Carte Diamond crashes into the metal running rail days before the 2005 Melbourne Cup after losing a jockey near the 800m mark.

Bruce Clark’s column for Racenet with England manager Brian Ellison and Melbourne Cup contender Tashkhan

How come Brian Ellison, a Geordie, son of a shipbuilder from Tyneside, his mother a cleaner in a hospital, one of eight children from a working class family in Newcastle England, is such a tragic of the Melbourne Cup?

After all, he wanted to be a footballer when he was at John Marley High School, but at just 145cm, his career advisers rightly suggested he was too short. So why not become a jockey, a challenge given that you have never ridden a horse.


But he’s been in the national hunt for 20 years, never thinking about the first Tuesday in November at Flemington, a far cry from his beautiful Spring Cottage stables in Malton, Yorkshire where he’s planning a long-awaited spring return from Melbourne with the remnant emergent star Tashkhan.

Ellison is one of the most likable characters in racing, slow horses and bad luck have never dampened his passion, especially for the Cup.

Now 70, that’s not to say he’s one of Britain’s most successful dual-purpose (flat and jumps) racehorse trainers, it’s just that he’s not not the household name but that he has nevertheless earned a well-deserved reputation in his hugs.

But when it comes to the Cup, Ellison has the same record in the race as a trainer as Frankie Dettori as a jockey – both young ladies, but both chasing the Loving Cup.


Understand that it took 30 years of trying through his Darley and Godolphin brands and a lot of money for Sheikh Mohammed to finally succeed with Cross Counter.

Ellison obviously doesn’t have the same ammo, but who does? But surely if there was room for sentiment in the race that is stopping our nation and has plagued the Ellison family, Tashkhan – bought to jump from odds of 57 for around $25,000 – is the story of well -be this year.

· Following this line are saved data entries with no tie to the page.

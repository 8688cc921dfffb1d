use serde::Serialize;

use crate::form::Row;

/// Semantic type inferred for a form value.
#[derive(Debug, Clone, Copy, PartialEq, Eq, Hash, Serialize)]
#[serde(rename_all = "lowercase")]
pub enum FieldType {
    Text,
    Number,
    Date,
    Currency,
    Boolean,
    Email,
    Url,
}

impl FieldType {
    pub fn as_str(&self) -> &'static str {
        match self {
            FieldType::Text => "text",
            FieldType::Number => "number",
            FieldType::Date => "date",
            FieldType::Currency => "currency",
            FieldType::Boolean => "boolean",
            FieldType::Email => "email",
            FieldType::Url => "url",
        }
    }

    /// Numeric columns read best right-aligned.
    pub fn default_align(&self) -> Align {
        match self {
            FieldType::Currency | FieldType::Number => Align::Right,
            _ => Align::Left,
        }
    }
}

/// How a flat field is presented.
#[derive(Debug, Clone, Copy, PartialEq, Eq, Serialize)]
#[serde(rename_all = "lowercase")]
pub enum DisplayType {
    Field,
    Badge,
    Date,
    Currency,
}

#[derive(Debug, Clone, Copy, PartialEq, Eq, Serialize)]
#[serde(rename_all = "lowercase")]
pub enum Align {
    Left,
    Right,
    Center,
}

/// Colour family for badges, buttons and summary values.
#[derive(Debug, Clone, Copy, PartialEq, Eq, Serialize)]
#[serde(rename_all = "lowercase")]
pub enum Tone {
    Primary,
    Secondary,
    Success,
    Info,
    Warning,
    Danger,
    Light,
}

#[derive(Debug, Clone, Copy, PartialEq, Eq, Serialize)]
#[serde(rename_all = "lowercase")]
pub enum SummaryKind {
    Total,
    Subtotal,
    Balance,
}

#[derive(Debug, Clone, PartialEq, Eq, Serialize)]
pub struct Header {
    pub title: String,
    pub status: String,
}

#[derive(Debug, Clone, PartialEq, Serialize)]
pub struct DisplayField {
    pub label: String,
    /// Raw value text; formatting happens at render time.
    pub value: String,
    #[serde(rename = "type")]
    pub field_type: FieldType,
    pub display_type: DisplayType,
}

/// Column layout inferred for a row sequence (the `FieldDescriptor` of a
/// table).
#[derive(Debug, Clone, PartialEq, Eq, Hash, Serialize)]
pub struct ColumnDescriptor {
    pub key: String,
    pub label: String,
    #[serde(rename = "type")]
    pub field_type: FieldType,
}

#[derive(Debug, Clone, PartialEq, Eq, Serialize)]
pub struct DisplayColumn {
    pub key: String,
    pub label: String,
    #[serde(rename = "type")]
    pub field_type: FieldType,
    pub align: Align,
}

impl DisplayColumn {
    pub fn new(
        key: impl Into<String>,
        label: impl Into<String>,
        field_type: FieldType,
        align: Align,
    ) -> Self {
        Self {
            key: key.into(),
            label: label.into(),
            field_type,
            align,
        }
    }
}

impl From<ColumnDescriptor> for DisplayColumn {
    fn from(column: ColumnDescriptor) -> Self {
        let align = column.field_type.default_align();
        Self {
            key: column.key,
            label: column.label,
            field_type: column.field_type,
            align,
        }
    }
}

#[derive(Debug, Clone, PartialEq, Serialize)]
pub struct DisplayTable {
    pub title: String,
    #[serde(rename = "data")]
    pub rows: Vec<Row>,
    pub columns: Vec<DisplayColumn>,
}

impl DisplayTable {
    pub fn column(&self, key: &str) -> Option<&DisplayColumn> {
        self.columns.iter().find(|column| column.key == key)
    }
}

#[derive(Debug, Clone, PartialEq, Eq, Serialize)]
pub struct SummaryItem {
    pub label: String,
    /// Two-decimal amount, e.g. `800.00`.
    pub value: String,
    #[serde(rename = "type")]
    pub kind: SummaryKind,
}

/// Everything a renderer needs to present one ticket's form submission.
/// Built fresh for each ticket and never mutated afterwards.
#[derive(Debug, Clone, PartialEq, Serialize)]
pub struct DisplayModel {
    pub header: Option<Header>,
    pub fields: Vec<DisplayField>,
    pub tables: Vec<DisplayTable>,
    pub summary: Vec<SummaryItem>,
    pub actions: Vec<String>,
}

impl DisplayModel {
    pub fn field(&self, label: &str) -> Option<&DisplayField> {
        self.fields.iter().find(|field| field.label == label)
    }

    pub fn summary_item(&self, label: &str) -> Option<&SummaryItem> {
        self.summary.iter().find(|item| item.label == label)
    }
}

/// Actions every form display offers to the approval board.
pub fn default_actions() -> Vec<String> {
    vec!["approve".to_string(), "reject".to_string()]
}
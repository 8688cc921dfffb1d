pub mod task;

use chrono::{DateTime, Duration, Utc};
use serde::{de::Deserializer, Deserialize, Serialize};
use serde_json::Value;

use crate::display::model::Tone;
use crate::errors::{DisplayError, DisplayResult};

pub use task::CustomFormTask;

const SHORT_SUMMARY_LEN: usize = 100;
const ATTENTION_AGE_DAYS: i64 = 2;

#[derive(Debug, Clone, Copy, PartialEq, Eq, Serialize, Deserialize, Default)]
#[serde(rename_all = "snake_case")]
pub enum TicketStatus {
    #[default]
    Open,
    InProgress,
    Pending,
    Resolved,
    Closed,
    #[serde(other)]
    Unknown,
}

impl TicketStatus {
    pub fn as_str(&self) -> &'static str {
        match self {
            TicketStatus::Open => "open",
            TicketStatus::InProgress => "in_progress",
            TicketStatus::Pending => "pending",
            TicketStatus::Resolved => "resolved",
            TicketStatus::Closed => "closed",
            TicketStatus::Unknown => "unknown",
        }
    }
}

#[derive(Debug, Clone, Copy, PartialEq, Eq, Serialize, Deserialize, Default)]
#[serde(rename_all = "snake_case")]
pub enum TicketPriority {
    Low,
    #[default]
    Medium,
    High,
    Critical,
    #[serde(other)]
    Unknown,
}

#[derive(Debug, Clone, Copy, PartialEq, Eq, Serialize, Deserialize, Default)]
#[serde(rename_all = "snake_case")]
pub enum TicketType {
    Bug,
    Feature,
    Support,
    #[default]
    Task,
    #[serde(other)]
    Unknown,
}

/// Workflow stage a task currently sits in.
#[derive(Debug, Clone, PartialEq, Serialize, Deserialize, Default)]
#[serde(default)]
pub struct WorkflowStage {
    pub id: Option<u64>,
    #[serde(deserialize_with = "null_as_default")]
    pub slug: String,
    #[serde(deserialize_with = "null_as_default")]
    pub name: String,
    #[serde(rename = "type", deserialize_with = "null_as_default")]
    pub stage_type: String,
    #[serde(deserialize_with = "null_as_default")]
    pub order: i64,
    #[serde(deserialize_with = "null_as_default")]
    pub is_final: bool,
    pub instructions: Option<String>,
    pub workflow: Option<Workflow>,
}

#[derive(Debug, Clone, PartialEq, Serialize, Deserialize, Default)]
#[serde(default)]
pub struct Workflow {
    pub id: Option<u64>,
    #[serde(deserialize_with = "null_as_default")]
    pub slug: String,
    #[serde(deserialize_with = "null_as_default")]
    pub name: String,
    pub description: Option<String>,
}

/// Form payload attached to a ticket created from a workflow task.
#[derive(Debug, Clone, PartialEq, Serialize, Deserialize, Default)]
#[serde(default, rename_all = "camelCase")]
pub struct CustomFormData {
    pub task_id: Option<u64>,
    pub workflow_stage: Option<WorkflowStage>,
    /// Raw submission; shape-checked by [`crate::form::FormSubmission`].
    pub form_data: Option<Value>,
    pub reference_id: Option<String>,
    pub form_id: Option<u64>,
    pub category: Option<String>,
    pub form_type: Option<String>,
}

#[derive(Debug, Clone, PartialEq, Serialize, Deserialize)]
#[serde(rename_all = "camelCase")]
pub struct Ticket {
    pub id: String,
    pub title: String,
    #[serde(default, deserialize_with = "null_as_default")]
    pub description: String,
    #[serde(default, deserialize_with = "null_as_default")]
    pub status: TicketStatus,
    #[serde(default, deserialize_with = "null_as_default")]
    pub priority: TicketPriority,
    #[serde(default, rename = "type", deserialize_with = "null_as_default")]
    pub ticket_type: TicketType,
    #[serde(default)]
    pub reporter_name: Option<String>,
    #[serde(default)]
    pub created_at: Option<DateTime<Utc>>,
    #[serde(default)]
    pub updated_at: Option<DateTime<Utc>>,
    #[serde(default, deserialize_with = "null_as_default")]
    pub tags: Vec<String>,
    #[serde(default)]
    pub custom_form_data: Option<CustomFormData>,
}

/// Label plus tone for a status or priority badge.
#[derive(Debug, Clone, PartialEq, Eq)]
pub struct Badge {
    pub text: &'static str,
    pub tone: Tone,
}

#[derive(Debug, Clone, PartialEq, Eq)]
pub struct CategoryDisplay {
    pub name: String,
    pub icon: &'static str,
    pub tone: Tone,
}

#[derive(Debug, Clone, PartialEq, Eq)]
pub struct WorkflowProgress {
    pub stage: String,
    pub is_final: bool,
    pub order: i64,
}

#[derive(Debug, Clone, PartialEq, Eq)]
pub struct ActionButton {
    pub label: &'static str,
    pub action: &'static str,
    pub tone: Tone,
    pub icon: &'static str,
}

impl Ticket {
    pub fn new(id: impl Into<String>, title: impl Into<String>) -> Self {
        Self {
            id: id.into(),
            title: title.into(),
            description: String::new(),
            status: TicketStatus::default(),
            priority: TicketPriority::default(),
            ticket_type: TicketType::default(),
            reporter_name: None,
            created_at: None,
            updated_at: None,
            tags: Vec::new(),
            custom_form_data: None,
        }
    }

    /// The raw form payload, when the ticket carries one.
    pub fn form_data(&self) -> Option<&Value> {
        self.custom_form_data.as_ref()?.form_data.as_ref()
    }

    /// Single-line description capped for list views.
    pub fn short_summary(&self) -> String {
        let flattened = self.description.replace('\n', " ");
        if flattened.chars().count() <= SHORT_SUMMARY_LEN {
            return flattened;
        }
        let cut: String = flattened.chars().take(SHORT_SUMMARY_LEN).collect();
        format!("{}...", cut)
    }

    /// `petty-cash-request` → `Petty Cash Request`; `General` when unset.
    pub fn form_type_display_name(&self) -> String {
        let Some(form_type) = self
            .custom_form_data
            .as_ref()
            .and_then(|data| data.form_type.as_deref())
            .filter(|value| !value.is_empty())
        else {
            return "General".to_string();
        };
        form_type
            .split('-')
            .map(capitalize)
            .collect::<Vec<_>>()
            .join(" ")
    }

    pub fn category_display(&self) -> CategoryDisplay {
        let name = self
            .custom_form_data
            .as_ref()
            .and_then(|data| data.category.clone())
            .filter(|value| !value.is_empty())
            .unwrap_or_else(|| "General".to_string());
        let (icon, tone) = match name.as_str() {
            "Finance" => ("dollar-sign", Tone::Success),
            "HR" => ("users", Tone::Info),
            "IT" => ("laptop", Tone::Warning),
            "Operations" => ("cog", Tone::Secondary),
            _ => ("file-text", Tone::Primary),
        };
        CategoryDisplay { name, icon, tone }
    }

    pub fn workflow_progress(&self) -> WorkflowProgress {
        let stage = self
            .custom_form_data
            .as_ref()
            .and_then(|data| data.workflow_stage.as_ref());
        match stage {
            Some(stage) => WorkflowProgress {
                stage: if stage.name.is_empty() {
                    "Unknown".to_string()
                } else {
                    stage.name.clone()
                },
                is_final: stage.is_final,
                order: stage.order,
            },
            None => WorkflowProgress {
                stage: "Unknown".to_string(),
                is_final: false,
                order: 0,
            },
        }
    }

    pub fn status_badge(&self) -> Badge {
        let (text, tone) = match self.status {
            TicketStatus::Pending => ("Pending", Tone::Warning),
            TicketStatus::InProgress => ("In Progress", Tone::Info),
            TicketStatus::Resolved => ("Resolved", Tone::Success),
            TicketStatus::Closed => ("Closed", Tone::Secondary),
            TicketStatus::Open | TicketStatus::Unknown => ("Open", Tone::Primary),
        };
        Badge { text, tone }
    }

    pub fn priority_badge(&self) -> Badge {
        let (text, tone) = match self.priority {
            TicketPriority::Low => ("Low", Tone::Light),
            TicketPriority::High => ("High", Tone::Warning),
            TicketPriority::Critical => ("Critical", Tone::Danger),
            TicketPriority::Medium | TicketPriority::Unknown => ("Medium", Tone::Primary),
        };
        Badge { text, tone }
    }

    /// High or critical priority, a final workflow stage, or pending for more
    /// than two days as of `now`.
    pub fn requires_attention(&self, now: DateTime<Utc>) -> bool {
        if matches!(
            self.priority,
            TicketPriority::High | TicketPriority::Critical
        ) {
            return true;
        }
        if self.workflow_progress().is_final {
            return true;
        }
        let stale_cutoff = now - Duration::days(ATTENTION_AGE_DAYS);
        matches!(
            (self.status, self.created_at),
            (TicketStatus::Pending, Some(created)) if created < stale_cutoff
        )
    }

    /// Approve/reject while pending, plus view details.
    pub fn action_buttons(&self) -> Vec<ActionButton> {
        let mut buttons = Vec::new();
        if self.status == TicketStatus::Pending {
            buttons.push(ActionButton {
                label: "Approve",
                action: "approve",
                tone: Tone::Success,
                icon: "check",
            });
            buttons.push(ActionButton {
                label: "Reject",
                action: "reject",
                tone: Tone::Danger,
                icon: "x",
            });
        }
        buttons.push(ActionButton {
            label: "View Details",
            action: "view",
            tone: Tone::Info,
            icon: "eye",
        });
        buttons
    }
}

/// Reads an explicit JSON `null` as the field's default value; `#[serde(default)]`
/// alone only covers absent keys.
pub(crate) fn null_as_default<'de, D, T>(deserializer: D) -> Result<T, D::Error>
where
    D: Deserializer<'de>,
    T: Default + Deserialize<'de>,
{
    Ok(Option::<T>::deserialize(deserializer)?.unwrap_or_default())
}

/// Parses a ticket from JSON text. Task payloads (snake_case, carrying a
/// `custom_form_response`) are converted into tickets.
pub fn parse_ticket(text: &str) -> DisplayResult<Ticket> {
    let value: Value = serde_json::from_str(text)?;
    let Some(object) = value.as_object() else {
        return Err(DisplayError::InvalidTicket(
            "expected a JSON object".to_string(),
        ));
    };
    if object.contains_key("custom_form_response") {
        let task: CustomFormTask = serde_json::from_value(value)?;
        tracing::debug!(task = task.id, "converted task payload into ticket");
        return Ok(task.into());
    }
    Ok(serde_json::from_value(value)?)
}

fn capitalize(word: &str) -> String {
    let mut chars = word.chars();
    match chars.next() {
        Some(first) => first.to_uppercase().chain(chars).collect(),
        None => String::new(),
    }
}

You may remember Ellison back with Carte Diamond in 2005, running a blinder in the Caulfield Cup luring Brett Prebble back from Hong Kong for the Cup only to see a tragic lane accident from which he crashed. practically impaled with one leg on a Flemington fence.

Diamond Card crashes into the running rail days before the 2005 Melbourne Cup.

Carte Diamond survived, returned a year later, only to have vets rule him out with a tendon injury long before they got really serious about it.

Bay Story came on that same trip, was placed in a Bart Cummings but didn’t qualify, ran second to the Lavazza Long Black on Cup day and would go to Perth to miss the Cup there so that he was at 3200 m.

Undeterred, Ellison returned with Bay Story for the 2007 Cup, again missing the Cup ground but would have done so had emergencies been declared.

So it was Lavazza again and tragedy again. Up front, he crashed and broke his leg in front of the massive Cup Day crowd 100m from the post and had to be taken down.

He returned in 2011 with Moyenne Corniche, winner of the Ebor that year (he finished 15th) and Saptapadi, who came through the Caulfield Cup and raced alongside his stable mate in 16th in the Cup.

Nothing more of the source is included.